[Collected data entries]
══════════════════════════════
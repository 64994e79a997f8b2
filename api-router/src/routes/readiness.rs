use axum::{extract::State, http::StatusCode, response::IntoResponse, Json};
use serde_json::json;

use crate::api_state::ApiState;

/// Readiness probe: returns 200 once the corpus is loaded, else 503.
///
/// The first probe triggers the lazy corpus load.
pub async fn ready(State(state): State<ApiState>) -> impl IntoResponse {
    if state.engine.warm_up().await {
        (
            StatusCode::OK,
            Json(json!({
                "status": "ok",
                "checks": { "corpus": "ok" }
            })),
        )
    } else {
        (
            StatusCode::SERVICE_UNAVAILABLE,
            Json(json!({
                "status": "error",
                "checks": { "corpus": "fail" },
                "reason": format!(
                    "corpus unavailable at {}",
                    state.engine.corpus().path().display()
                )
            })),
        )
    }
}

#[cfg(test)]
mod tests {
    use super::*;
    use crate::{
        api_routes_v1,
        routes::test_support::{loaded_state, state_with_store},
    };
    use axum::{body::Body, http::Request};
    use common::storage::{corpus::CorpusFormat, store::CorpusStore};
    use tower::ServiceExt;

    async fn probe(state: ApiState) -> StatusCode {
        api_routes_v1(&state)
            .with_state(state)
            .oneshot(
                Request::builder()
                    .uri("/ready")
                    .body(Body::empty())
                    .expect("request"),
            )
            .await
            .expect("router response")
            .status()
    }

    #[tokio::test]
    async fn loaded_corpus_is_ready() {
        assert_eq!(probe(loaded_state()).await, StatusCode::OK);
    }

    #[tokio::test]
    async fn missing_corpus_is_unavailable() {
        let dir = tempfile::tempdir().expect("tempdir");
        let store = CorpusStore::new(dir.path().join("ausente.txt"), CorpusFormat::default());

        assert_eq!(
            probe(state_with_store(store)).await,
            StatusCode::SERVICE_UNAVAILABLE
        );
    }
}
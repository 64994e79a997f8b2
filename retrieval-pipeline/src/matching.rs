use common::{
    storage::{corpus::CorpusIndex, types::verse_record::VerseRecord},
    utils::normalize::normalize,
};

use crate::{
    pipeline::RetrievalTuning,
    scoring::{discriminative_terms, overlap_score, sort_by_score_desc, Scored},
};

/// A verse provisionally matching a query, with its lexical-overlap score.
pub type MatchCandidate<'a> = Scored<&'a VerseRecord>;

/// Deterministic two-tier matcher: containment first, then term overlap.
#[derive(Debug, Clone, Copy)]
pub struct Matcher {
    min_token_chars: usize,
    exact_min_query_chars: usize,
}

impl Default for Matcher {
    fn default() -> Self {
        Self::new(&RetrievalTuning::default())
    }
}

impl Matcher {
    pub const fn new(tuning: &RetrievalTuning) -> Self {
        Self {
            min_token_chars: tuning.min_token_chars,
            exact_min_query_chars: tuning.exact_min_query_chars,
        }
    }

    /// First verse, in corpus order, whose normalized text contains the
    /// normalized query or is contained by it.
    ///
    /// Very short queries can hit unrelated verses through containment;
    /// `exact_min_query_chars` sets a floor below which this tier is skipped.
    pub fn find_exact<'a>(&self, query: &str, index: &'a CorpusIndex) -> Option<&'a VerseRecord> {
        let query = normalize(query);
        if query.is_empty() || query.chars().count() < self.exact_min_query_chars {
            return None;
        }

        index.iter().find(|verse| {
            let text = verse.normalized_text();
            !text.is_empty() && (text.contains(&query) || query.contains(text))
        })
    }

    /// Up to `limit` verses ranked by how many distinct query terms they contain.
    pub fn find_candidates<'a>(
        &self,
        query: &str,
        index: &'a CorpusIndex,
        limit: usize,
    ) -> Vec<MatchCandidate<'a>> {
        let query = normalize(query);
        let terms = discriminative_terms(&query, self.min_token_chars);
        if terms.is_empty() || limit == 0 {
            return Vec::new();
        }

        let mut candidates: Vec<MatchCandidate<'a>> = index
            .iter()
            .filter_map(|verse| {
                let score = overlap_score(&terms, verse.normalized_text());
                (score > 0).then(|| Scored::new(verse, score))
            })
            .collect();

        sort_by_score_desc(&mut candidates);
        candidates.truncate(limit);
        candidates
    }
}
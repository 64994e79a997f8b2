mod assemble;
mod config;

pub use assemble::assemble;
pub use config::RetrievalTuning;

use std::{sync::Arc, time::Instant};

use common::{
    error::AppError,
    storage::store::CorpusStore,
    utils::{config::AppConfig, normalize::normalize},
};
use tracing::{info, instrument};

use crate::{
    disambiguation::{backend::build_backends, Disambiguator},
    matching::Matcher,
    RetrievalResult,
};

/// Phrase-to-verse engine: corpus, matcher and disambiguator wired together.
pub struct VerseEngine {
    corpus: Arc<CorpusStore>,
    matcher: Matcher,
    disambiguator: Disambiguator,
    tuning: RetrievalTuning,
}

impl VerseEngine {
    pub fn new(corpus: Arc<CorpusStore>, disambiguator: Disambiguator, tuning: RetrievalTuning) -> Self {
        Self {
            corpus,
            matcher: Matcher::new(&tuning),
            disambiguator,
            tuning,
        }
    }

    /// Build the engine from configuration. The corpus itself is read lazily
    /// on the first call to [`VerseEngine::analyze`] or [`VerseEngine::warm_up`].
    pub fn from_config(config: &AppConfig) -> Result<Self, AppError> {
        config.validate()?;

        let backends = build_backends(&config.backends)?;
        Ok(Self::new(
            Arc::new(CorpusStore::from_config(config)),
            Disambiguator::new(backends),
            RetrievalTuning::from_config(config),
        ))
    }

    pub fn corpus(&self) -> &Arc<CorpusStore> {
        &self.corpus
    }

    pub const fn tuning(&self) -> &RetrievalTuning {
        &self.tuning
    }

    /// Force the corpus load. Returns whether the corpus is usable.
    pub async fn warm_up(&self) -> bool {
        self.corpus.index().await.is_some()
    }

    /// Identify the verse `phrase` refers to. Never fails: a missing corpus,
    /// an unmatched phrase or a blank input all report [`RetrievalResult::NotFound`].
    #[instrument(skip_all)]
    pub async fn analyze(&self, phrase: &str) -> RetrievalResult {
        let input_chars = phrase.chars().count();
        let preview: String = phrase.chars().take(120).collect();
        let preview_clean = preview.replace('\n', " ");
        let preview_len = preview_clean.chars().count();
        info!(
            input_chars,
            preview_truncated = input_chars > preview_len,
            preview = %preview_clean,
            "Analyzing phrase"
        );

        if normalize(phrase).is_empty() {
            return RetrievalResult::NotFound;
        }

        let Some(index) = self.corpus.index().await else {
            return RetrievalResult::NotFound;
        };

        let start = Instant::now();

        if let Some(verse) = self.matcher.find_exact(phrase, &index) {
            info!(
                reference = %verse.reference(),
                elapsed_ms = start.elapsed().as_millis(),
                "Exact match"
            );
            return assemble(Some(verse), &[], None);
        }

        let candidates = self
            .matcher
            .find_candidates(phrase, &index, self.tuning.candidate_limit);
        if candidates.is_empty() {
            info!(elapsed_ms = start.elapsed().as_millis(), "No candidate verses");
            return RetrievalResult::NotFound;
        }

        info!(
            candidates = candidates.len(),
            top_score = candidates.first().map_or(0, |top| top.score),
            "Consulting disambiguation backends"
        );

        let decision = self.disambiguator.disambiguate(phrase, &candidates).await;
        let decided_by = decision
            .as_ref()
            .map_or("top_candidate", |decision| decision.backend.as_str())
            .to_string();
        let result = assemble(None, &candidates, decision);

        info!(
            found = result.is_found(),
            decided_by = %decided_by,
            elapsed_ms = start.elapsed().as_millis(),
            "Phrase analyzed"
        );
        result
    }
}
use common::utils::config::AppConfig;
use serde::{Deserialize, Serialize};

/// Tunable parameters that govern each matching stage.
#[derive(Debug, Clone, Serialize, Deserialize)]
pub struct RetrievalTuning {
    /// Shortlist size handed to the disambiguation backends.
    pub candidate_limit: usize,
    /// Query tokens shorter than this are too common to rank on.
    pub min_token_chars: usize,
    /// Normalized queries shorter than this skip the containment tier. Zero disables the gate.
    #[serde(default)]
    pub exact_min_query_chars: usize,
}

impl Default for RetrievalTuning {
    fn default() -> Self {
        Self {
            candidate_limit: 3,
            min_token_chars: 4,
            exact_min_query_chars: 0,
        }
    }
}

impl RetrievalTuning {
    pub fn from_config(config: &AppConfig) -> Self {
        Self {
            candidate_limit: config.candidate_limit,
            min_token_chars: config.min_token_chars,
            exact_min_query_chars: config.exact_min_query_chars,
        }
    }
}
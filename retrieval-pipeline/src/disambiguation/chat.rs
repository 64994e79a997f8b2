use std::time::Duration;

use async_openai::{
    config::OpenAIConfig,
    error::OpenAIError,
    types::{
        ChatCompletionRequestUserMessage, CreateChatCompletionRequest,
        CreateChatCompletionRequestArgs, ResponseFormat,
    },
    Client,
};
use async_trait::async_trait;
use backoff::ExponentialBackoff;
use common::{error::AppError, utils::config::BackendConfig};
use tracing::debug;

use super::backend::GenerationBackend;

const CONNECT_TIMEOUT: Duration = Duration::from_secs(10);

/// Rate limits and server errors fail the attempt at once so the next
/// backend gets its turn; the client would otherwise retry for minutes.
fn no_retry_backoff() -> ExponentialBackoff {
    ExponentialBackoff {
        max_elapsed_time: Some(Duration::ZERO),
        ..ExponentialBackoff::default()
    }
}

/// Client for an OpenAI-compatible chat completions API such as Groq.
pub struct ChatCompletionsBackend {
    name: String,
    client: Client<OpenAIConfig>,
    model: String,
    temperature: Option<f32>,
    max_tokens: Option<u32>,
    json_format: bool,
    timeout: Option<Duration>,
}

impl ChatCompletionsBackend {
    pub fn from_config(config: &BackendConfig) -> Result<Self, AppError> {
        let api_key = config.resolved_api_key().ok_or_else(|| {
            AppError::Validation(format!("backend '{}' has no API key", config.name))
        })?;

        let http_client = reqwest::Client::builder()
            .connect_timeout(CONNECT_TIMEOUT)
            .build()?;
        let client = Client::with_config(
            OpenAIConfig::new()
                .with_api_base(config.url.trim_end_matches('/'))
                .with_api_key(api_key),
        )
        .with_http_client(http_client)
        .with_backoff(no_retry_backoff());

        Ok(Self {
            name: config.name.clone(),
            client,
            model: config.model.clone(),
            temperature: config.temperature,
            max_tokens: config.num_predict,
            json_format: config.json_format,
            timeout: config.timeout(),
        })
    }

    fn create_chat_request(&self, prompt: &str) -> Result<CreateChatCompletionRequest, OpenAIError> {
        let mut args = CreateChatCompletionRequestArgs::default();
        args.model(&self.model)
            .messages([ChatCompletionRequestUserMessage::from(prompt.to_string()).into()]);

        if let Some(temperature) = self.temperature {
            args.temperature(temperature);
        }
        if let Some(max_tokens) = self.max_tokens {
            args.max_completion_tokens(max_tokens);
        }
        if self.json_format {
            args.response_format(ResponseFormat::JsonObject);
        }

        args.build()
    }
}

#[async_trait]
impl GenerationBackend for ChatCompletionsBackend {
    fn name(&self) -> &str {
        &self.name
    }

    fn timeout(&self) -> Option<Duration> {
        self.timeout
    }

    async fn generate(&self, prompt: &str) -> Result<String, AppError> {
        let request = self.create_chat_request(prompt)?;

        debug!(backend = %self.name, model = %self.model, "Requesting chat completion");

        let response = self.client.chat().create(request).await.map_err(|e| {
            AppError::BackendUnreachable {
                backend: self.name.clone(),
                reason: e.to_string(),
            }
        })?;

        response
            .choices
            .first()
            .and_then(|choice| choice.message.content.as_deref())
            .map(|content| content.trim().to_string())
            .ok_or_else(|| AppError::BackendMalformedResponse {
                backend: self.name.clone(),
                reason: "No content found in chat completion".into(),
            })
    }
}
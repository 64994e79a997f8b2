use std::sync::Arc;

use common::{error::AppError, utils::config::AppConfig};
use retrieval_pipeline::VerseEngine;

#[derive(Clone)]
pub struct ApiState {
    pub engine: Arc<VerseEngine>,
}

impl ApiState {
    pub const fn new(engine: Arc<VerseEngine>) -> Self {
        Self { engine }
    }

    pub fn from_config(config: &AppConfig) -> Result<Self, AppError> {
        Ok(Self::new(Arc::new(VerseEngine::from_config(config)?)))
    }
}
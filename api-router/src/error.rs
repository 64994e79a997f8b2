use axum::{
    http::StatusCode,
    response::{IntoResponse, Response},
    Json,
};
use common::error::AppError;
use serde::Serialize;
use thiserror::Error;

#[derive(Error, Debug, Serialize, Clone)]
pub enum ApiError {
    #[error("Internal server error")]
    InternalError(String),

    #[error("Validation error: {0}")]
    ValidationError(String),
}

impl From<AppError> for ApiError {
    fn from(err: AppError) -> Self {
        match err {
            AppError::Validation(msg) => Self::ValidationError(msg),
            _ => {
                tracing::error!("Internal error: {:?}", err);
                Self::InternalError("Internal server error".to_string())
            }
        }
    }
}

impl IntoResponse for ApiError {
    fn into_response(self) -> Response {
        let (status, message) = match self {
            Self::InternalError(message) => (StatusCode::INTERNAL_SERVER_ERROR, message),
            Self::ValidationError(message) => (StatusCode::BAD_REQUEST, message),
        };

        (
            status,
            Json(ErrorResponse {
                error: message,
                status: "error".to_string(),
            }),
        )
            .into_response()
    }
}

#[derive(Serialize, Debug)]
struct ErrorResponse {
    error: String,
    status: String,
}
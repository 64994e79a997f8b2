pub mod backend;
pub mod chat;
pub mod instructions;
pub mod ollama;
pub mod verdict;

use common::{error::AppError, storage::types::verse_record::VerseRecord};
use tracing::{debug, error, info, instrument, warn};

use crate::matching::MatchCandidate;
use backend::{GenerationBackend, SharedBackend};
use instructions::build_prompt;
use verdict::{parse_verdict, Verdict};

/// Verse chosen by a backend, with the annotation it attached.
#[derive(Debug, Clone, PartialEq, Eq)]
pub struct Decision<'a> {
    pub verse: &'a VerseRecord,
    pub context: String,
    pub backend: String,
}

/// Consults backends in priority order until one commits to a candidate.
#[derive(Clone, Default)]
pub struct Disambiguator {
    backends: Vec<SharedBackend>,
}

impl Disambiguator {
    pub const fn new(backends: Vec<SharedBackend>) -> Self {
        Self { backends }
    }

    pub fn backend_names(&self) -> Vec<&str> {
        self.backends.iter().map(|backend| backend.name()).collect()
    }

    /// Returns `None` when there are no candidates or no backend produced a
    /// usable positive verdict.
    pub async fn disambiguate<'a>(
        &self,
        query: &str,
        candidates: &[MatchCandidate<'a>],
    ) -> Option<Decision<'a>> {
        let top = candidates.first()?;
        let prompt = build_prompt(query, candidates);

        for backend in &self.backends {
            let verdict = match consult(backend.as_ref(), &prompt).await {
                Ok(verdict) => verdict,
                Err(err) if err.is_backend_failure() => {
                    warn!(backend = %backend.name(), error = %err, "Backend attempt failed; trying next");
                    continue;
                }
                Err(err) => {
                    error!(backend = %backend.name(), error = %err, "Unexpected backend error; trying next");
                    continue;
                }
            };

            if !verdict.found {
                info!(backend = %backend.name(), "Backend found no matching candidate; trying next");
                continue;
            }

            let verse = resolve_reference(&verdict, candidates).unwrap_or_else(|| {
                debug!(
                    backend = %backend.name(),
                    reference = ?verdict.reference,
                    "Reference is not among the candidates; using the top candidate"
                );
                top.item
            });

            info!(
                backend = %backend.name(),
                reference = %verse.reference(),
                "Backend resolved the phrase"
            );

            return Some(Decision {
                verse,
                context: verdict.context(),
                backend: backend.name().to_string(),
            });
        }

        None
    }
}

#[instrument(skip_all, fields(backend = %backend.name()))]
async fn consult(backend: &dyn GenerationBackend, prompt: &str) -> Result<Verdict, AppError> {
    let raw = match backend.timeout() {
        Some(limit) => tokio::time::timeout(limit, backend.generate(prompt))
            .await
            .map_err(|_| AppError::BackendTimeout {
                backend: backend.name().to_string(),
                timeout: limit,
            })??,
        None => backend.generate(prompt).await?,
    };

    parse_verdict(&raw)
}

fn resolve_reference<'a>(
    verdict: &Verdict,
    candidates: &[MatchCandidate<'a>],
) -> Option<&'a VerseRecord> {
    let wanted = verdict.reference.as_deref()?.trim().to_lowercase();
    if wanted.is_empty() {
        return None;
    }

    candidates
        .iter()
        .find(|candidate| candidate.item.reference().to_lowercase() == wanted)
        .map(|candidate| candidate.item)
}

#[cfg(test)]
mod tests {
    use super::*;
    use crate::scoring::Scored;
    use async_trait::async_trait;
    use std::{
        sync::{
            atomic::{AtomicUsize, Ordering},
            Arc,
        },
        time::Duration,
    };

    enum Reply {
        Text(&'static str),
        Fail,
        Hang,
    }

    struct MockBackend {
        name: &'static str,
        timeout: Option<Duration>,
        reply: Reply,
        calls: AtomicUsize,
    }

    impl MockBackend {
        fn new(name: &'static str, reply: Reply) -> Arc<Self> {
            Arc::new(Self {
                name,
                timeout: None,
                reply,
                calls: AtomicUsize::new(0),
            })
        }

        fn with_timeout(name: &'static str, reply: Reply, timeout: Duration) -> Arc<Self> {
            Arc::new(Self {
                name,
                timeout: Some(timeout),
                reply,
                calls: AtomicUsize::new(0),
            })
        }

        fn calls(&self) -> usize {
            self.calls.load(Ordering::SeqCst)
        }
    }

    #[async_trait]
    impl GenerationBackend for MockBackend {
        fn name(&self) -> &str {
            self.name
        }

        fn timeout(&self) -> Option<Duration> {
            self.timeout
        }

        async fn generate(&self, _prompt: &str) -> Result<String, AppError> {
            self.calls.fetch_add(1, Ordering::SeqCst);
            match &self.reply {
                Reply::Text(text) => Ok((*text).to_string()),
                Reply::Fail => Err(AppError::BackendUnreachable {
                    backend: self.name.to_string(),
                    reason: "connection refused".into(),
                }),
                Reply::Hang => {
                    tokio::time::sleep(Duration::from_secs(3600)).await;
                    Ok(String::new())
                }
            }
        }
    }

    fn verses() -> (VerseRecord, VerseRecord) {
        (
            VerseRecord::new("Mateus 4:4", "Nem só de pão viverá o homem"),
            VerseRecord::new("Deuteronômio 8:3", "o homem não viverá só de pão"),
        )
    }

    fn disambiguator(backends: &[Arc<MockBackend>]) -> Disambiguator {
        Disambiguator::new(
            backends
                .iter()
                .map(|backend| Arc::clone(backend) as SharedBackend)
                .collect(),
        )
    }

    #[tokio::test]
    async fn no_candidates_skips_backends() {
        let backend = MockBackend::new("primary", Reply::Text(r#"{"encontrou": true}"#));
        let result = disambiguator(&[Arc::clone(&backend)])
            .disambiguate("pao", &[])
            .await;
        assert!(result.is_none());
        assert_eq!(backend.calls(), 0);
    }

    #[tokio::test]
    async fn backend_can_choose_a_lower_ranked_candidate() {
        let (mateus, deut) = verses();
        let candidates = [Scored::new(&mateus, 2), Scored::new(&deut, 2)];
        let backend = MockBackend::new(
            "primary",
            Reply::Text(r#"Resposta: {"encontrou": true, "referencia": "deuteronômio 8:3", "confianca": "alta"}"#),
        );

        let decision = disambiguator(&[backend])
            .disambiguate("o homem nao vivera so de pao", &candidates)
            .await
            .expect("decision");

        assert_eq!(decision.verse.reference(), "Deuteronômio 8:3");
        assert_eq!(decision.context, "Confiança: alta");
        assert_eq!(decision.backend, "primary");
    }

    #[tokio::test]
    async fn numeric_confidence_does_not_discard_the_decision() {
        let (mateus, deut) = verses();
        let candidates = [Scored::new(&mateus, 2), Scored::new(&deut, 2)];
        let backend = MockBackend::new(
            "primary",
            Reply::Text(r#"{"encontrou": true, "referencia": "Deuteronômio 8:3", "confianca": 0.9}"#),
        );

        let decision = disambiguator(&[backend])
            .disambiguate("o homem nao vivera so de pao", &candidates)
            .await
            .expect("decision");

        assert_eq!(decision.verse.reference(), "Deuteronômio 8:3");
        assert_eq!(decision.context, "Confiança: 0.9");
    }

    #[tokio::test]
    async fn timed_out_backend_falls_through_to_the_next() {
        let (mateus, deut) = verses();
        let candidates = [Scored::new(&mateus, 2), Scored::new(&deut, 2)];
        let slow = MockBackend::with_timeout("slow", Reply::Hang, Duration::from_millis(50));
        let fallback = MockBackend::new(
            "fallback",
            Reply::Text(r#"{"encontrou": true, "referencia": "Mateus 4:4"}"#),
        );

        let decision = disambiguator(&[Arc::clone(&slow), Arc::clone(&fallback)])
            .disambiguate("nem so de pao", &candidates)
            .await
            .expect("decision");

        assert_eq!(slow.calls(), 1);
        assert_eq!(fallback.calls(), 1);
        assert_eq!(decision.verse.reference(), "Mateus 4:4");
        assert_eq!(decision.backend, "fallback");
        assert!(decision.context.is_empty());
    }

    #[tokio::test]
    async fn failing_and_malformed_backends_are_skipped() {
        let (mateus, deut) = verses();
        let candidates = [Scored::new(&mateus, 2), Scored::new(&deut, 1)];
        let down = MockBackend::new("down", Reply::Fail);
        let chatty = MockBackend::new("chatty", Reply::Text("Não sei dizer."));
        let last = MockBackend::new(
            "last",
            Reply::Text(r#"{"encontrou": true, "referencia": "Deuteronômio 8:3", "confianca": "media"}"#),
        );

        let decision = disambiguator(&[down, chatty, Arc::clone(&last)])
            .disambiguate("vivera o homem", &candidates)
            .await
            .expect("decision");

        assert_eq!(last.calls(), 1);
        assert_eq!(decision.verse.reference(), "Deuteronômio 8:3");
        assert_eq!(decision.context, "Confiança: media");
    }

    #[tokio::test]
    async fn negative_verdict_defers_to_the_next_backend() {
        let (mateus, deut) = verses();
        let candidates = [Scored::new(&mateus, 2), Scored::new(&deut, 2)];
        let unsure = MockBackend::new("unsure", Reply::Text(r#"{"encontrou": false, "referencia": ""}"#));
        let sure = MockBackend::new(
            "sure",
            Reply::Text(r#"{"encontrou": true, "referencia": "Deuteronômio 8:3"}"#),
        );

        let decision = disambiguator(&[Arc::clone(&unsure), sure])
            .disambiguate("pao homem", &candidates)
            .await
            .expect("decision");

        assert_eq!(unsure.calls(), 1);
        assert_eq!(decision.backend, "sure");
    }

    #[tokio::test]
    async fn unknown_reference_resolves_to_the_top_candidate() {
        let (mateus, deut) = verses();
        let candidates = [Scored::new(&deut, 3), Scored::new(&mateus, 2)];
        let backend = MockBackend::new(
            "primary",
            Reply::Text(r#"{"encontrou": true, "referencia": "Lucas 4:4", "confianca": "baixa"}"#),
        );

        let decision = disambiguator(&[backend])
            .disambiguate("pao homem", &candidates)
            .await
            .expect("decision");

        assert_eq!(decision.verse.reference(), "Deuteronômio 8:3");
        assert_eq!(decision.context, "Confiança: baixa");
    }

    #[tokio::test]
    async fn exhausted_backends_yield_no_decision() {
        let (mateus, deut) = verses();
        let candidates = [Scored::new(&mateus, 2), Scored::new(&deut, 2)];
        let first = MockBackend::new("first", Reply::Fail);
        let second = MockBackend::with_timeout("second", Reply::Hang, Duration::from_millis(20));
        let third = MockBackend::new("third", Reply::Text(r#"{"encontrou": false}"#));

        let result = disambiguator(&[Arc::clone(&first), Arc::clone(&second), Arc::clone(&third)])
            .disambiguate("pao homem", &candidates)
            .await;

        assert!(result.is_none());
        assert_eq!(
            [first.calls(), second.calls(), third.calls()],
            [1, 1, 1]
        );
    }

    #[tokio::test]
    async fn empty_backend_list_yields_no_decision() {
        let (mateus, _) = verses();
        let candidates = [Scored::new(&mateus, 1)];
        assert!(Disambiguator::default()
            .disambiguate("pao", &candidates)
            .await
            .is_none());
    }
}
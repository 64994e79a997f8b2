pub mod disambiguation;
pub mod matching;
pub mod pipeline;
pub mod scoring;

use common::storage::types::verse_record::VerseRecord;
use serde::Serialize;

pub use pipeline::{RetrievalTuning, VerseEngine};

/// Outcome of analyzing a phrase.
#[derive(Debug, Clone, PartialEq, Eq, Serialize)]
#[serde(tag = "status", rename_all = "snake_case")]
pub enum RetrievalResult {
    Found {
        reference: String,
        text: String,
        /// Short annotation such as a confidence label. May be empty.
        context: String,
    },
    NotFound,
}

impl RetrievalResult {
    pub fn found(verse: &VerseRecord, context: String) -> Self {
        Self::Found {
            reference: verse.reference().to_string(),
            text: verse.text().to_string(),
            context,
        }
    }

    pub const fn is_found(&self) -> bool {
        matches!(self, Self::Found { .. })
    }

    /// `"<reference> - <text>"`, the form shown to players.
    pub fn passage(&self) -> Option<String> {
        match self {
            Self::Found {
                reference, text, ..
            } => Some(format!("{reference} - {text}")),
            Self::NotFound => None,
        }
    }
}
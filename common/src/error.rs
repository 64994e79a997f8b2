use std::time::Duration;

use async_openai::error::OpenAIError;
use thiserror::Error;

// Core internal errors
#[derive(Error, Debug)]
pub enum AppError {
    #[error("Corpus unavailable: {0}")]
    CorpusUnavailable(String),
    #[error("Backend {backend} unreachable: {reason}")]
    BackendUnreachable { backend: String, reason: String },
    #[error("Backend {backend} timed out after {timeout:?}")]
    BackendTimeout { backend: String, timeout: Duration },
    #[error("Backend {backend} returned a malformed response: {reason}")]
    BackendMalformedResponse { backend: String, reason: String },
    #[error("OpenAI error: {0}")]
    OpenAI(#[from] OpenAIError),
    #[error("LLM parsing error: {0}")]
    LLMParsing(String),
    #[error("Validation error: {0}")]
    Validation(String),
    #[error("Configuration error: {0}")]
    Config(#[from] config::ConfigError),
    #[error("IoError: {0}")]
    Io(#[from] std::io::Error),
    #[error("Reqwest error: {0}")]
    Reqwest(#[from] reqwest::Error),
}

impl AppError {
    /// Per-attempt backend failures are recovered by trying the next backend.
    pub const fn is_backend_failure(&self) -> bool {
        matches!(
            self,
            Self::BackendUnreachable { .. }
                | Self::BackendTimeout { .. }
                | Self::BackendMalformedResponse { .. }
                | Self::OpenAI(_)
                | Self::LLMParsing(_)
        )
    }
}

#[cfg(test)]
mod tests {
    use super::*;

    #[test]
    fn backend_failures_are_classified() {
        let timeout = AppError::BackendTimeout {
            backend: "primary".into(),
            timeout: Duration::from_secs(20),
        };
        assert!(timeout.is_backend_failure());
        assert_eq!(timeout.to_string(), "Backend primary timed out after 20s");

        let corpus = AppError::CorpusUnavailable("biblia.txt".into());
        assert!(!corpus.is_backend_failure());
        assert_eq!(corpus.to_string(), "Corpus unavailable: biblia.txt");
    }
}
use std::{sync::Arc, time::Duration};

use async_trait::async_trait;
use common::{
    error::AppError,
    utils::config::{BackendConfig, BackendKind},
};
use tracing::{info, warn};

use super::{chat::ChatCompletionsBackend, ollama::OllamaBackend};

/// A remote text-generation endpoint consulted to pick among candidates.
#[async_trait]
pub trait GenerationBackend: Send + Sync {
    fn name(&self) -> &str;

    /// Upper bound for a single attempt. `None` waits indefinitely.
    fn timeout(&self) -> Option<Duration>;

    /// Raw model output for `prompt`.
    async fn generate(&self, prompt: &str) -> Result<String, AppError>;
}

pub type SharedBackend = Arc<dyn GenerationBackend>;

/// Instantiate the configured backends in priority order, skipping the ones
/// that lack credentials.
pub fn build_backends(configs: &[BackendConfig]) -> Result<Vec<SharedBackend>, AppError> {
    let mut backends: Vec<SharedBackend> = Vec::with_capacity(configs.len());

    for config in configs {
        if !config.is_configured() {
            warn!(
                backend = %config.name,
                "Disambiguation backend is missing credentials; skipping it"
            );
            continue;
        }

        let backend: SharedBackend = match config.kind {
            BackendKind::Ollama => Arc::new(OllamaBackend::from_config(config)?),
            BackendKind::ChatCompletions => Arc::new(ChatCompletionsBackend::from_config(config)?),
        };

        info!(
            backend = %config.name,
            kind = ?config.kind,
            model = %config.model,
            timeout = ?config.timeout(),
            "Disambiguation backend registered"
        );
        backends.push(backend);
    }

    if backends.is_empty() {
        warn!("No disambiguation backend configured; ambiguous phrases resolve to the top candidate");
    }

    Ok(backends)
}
══════════════════════════════
> _Work item_
Throughout the data above, copy all lines where the word "that" is found.

> _Written solution_
/// Tunable parameters that govern each matching stage.
/// that lack credentials.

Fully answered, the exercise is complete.